Phosphorylation of GST-METTL1 inhibits its tRNA methylase activity. Assays were carried out in triplicate and error bars represent the standard error of the mean. (A) GST-METTL1 (3 μM) was phosphorylated in the standard assay buffer for the times indicated with 10 mM MgCl₂–0.1 mM [γ-³²P]ATP (1000 cpm/pmol) and 0.4 U/ml (about 0.01 μM) PKBα. The stoichiometry of phosphorylation was calculated from the ³²P radioactivity incorporated (determined after precipitation with trichloroacetic acid), the molecular mass of GST-METT1 and the amount of protein in the assay (estimated by the method of Bradford using BSA as a standard) after correction for the purity of GST-METTL1 determined by densitometric analysis of the Coomassie blue-stained gel. (B) GST-METTL1 was phosphorylated as in panel A, except that unlabelled Mg-ATP replaced Mg-[γ-³²P]ATP. At each time point, an aliquot was removed and METTL1 (80 nM) assayed for tRNA methylase activity as in Figure 6B. (C) GST-METTL1 was phosphorylated for 60 min as in panel B, in the presence (+) or absence (−) of PKB. Glutathione-Sepharose (5 μl) was added to each 0.05 ml reaction mix and left for 45 min at 4°C. After brief centrifugation, the supernatant was discarded and the pellet washed twice with 1 ml of 50 mM Tris–HCl, 0.1 mM EGTA, 0.03% (w/v) Brij 35, 0.1% (v/v) 2-mercaptoethanol pH 7.5 and 1 mM MnCl₂. The glutathione-Sepharose pellet was then incubated with 0.05 ml of the same buffer containing 20 mM glutathione to elute the GST-METTL1. After brief centrifugation, the supernatant was removed and incubated for 30 min at 30°C in the presence (+) or absence (−) of 50 U/ml PP1γ (where 1 U is the amount that catalyses the dephosphorylation of 1 nmol of phosphorylase a in 1 min).

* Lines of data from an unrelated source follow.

//! Reqwest-backed client for Ollama's /api/generate endpoint.

use std::time::Duration;

use async_trait::async_trait;
use serde::{Deserialize, Serialize};
use tracing::debug;

use crate::config::UpstreamConfig;
use crate::upstream::{UpstreamClient, UpstreamError};

/// Request payload for POST /api/generate.
#[derive(Debug, Serialize)]
struct GenerateRequest<'a> {
    model: &'a str,
    prompt: &'a str,
    stream: bool,
}

/// The subset of Ollama's generate response we relay. A missing `response`
/// field decodes as the empty string.
#[derive(Debug, Deserialize)]
struct GenerateResponse {
    #[serde(default)]
    response: String,
}

/// HTTP client for a single Ollama server.
pub struct OllamaClient {
    client: reqwest::Client,
    host: String,
    model: String,
    timeout: Duration,
}

impl OllamaClient {
    pub fn new(config: &UpstreamConfig) -> Self {
        Self {
            client: reqwest::Client::new(),
            // Trailing slashes in OLLAMA_HOST would produce "//api/generate".
            host: config.host.trim_end_matches('/').to_string(),
            model: config.model.clone(),
            timeout: Duration::from_secs(config.request_timeout_secs),
        }
    }

    fn generate_url(&self) -> String {
        format!("{}/api/generate", self.host)
    }
}

#[async_trait]
impl UpstreamClient for OllamaClient {
    async fn generate(&self, prompt: &str) -> Result<String, UpstreamError> {
        let payload = GenerateRequest {
            model: &self.model,
            prompt,
            stream: false,
        };

        debug!(url = %self.generate_url(), model = %self.model, "Forwarding to Ollama");

        let resp = self
            .client
            .post(self.generate_url())
            .json(&payload)
            .timeout(self.timeout)
            .send()
            .await
            .map_err(|e| {
                if e.is_timeout() {
                    UpstreamError::Timeout(e.to_string())
                } else {
                    UpstreamError::Transport(e.to_string())
                }
            })?;

        let status = resp.status();
        if !status.is_success() {
            let body = resp.text().await.unwrap_or_default();
            return Err(UpstreamError::Status {
                status: status.as_u16(),
                body,
            });
        }

        let parsed: GenerateResponse = resp
            .json()
            .await
            .map_err(|e| UpstreamError::Decode(e.to_string()))?;

        Ok(parsed.response)
    }
}

#[cfg(test)]
mod tests {
    use super::*;

    #[test]
    fn test_generate_url_strips_trailing_slash() {
        let client = OllamaClient::new(&UpstreamConfig {
            host: "http://localhost:11434/".to_string(),
            ..UpstreamConfig::default()
        });
        assert_eq!(client.generate_url(), "http://localhost:11434/api/generate");
    }

    #[test]
    fn test_generate_request_wire_format() {
        let payload = GenerateRequest {
            model: "gemma3:27b",
            prompt: "hello",
            stream: false,
        };
        let json = serde_json::to_value(&payload).unwrap();
        assert_eq!(
            json,
            serde_json::json!({
                "model": "gemma3:27b",
                "prompt": "hello",
                "stream": false
            })
        );
    }

    #[test]
    fn test_missing_response_field_decodes_as_empty() {
        let parsed: GenerateResponse = serde_json::from_str(r#"{"done": true}"#).unwrap();
        assert_eq!(parsed.response, "");
    }
}
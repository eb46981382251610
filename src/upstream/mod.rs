//! Upstream inference client.
//!
//! - [`UpstreamClient`]: trait used by HTTP handlers (injection seam for tests)
//! - [`ollama`]: reqwest-backed client for the Ollama /api/generate endpoint

pub mod ollama;

use async_trait::async_trait;
use thiserror::Error;

/// Errors from the upstream inference server. Every variant surfaces to API
/// clients as HTTP 500 with the stringified cause.
#[derive(Debug, Error)]
pub enum UpstreamError {
    #[error("failed to reach upstream: {0}")]
    Transport(String),

    #[error("upstream request timed out: {0}")]
    Timeout(String),

    #[error("upstream returned HTTP {status}: {body}")]
    Status { status: u16, body: String },

    #[error("upstream response was not valid JSON: {0}")]
    Decode(String),
}

/// Abstraction over the client that forwards prompts to the inference server.
///
/// Implementations must be Send + Sync so they can be shared across request
/// handlers via `Arc`.
#[async_trait]
pub trait UpstreamClient: Send + Sync {
    /// Run a non-streaming generation and return the generated text.
    async fn generate(&self, prompt: &str) -> Result<String, UpstreamError>;
}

The PP1γ itself had been incubated previously for 10 min in the presence (+) or absence (−) of its inhibitor microcystin LR (MC-LR). Aliquots were then assayed for tRNA methylase activity (uppermost panel) or electrophoresed and immunoblotted with an antibody that recognises METTL1 phosphorylated at Ser27 (middle panel) and with an antibody that recognises all forms of METTL1 (lowest panel). (D) Purified GST-METTL1, GST-METTL1[S27A], GST-METTL1[S27D] and GST-METTL1[S27E], each at 80 nM, were assayed for 15 min as in Figure 6.

Figure 8

Expression of METTL1[S27A], but not S27D or S27E, complements a yeast trm8-Δ mutant. (A) Complementation of yeast trm8 mutants by METTL1 and Ser27 variants. A trm8-Δ yeast strain AA0636 (Alexandrov et al, 2005), containing a trm4 mutation to enhance its phenotype (see Materials and methods), was transformed with plasmids expressing galactose-inducible (P_GAL controlled) WDR4, METTL1, METTL1 variants, TRM8 or vector controls as indicated (Alexandrov et al, 2002), and tested for growth by serial 10-fold dilution of cultures (starting from 4 × 10³ cells), followed by incubation at the indicated temperatures on synthetic media containing galactose or glucose, as described in Materials and methods. (B) Analysis of expression of METTL1 and Ser27 variants. Strains described in panel A were grown as described, harvested after 5 h induction in media containing galactose, and crude lysates analysed by immunoblotting using the antibody recognising both phosphorylated and unphosphorylated forms of METTL1. Lanes a–d and f contain the METTL1 variants indicated.